Jun Jinzai saisit son téléphone pour dérouter cet ennui.

[Tu es là ?] petit astronaute en repérage dans le néant froid du soir
relié au vaisseau par un cordon d'espoirs.

Mélissa le recueillit aussitôt sur sa petite planète grise
avortant net son fœtus de crise.

[Alors, tu l'as fini ?]

Comme un déjà vu, l'euphorie de la création pétillait encore :
bulles qui éclatent en étoiles sonores.
Petit bonheur qui frétillait sous ses doigts :
planter des mots qui deviendraient des feuilles puis des bois.

[Oui.]

[Tu vois, je t'ai dit que tu allais t'en sortir, malgré tout.]
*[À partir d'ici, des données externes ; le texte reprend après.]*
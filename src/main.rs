use gym_attendance::{AppState, Config, Storage, router};
use tokio::fs;
use tracing::info;
use tracing_subscriber::{EnvFilter, fmt};

#[tokio::main]
async fn main() -> Result<(), Box<dyn std::error::Error>> {
    fmt()
        .with_env_filter(EnvFilter::from_default_env().add_directive("info".parse()?))
        .init();

    let config = Config::from_env();
    fs::create_dir_all(&config.data_dir).await?;

    let storage = Storage::new(&config.data_dir);
    let data = storage.load().await;
    info!(
        members = data.members.len(),
        dates = data.attendance.len(),
        "loaded data from {}",
        storage.dir().display()
    );
    let app = router(AppState::new(storage, data));

    let addr = config.bind_addr();
    info!("listening on http://{addr}");
    let listener = tokio::net::TcpListener::bind(addr).await?;
    axum::serve(listener, app)
        .with_graceful_shutdown(shutdown_signal())
        .await?;

    Ok(())
}

async fn shutdown_signal() {
    if tokio::signal::ctrl_c().await.is_ok() {
        info!("shutting down");
    }
}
[C'est de la folie. Avec les examens dans deux semaines, le spectacle juste après... Ironiquement, je crois que ça a fait exploser mon inspiration. L'écriture comme échappatoire à la pression, sous forme de diamants... ]

[Plus je stresse, plus je veux dessiner. Ça m'aide à respirer.]

[C'est une échappatoire. Ça l'a toujours été, pour moi.]

[L'école est vraiment un endroit gris.]

[Oui. Mais maintenant que je vais enfin en sortir... Mélissa, quand tu seras aux beaux-arts, que tu vivras de ta passion, et que ça te rendra heureuse... tu échapperas à quoi, pour peindre ?]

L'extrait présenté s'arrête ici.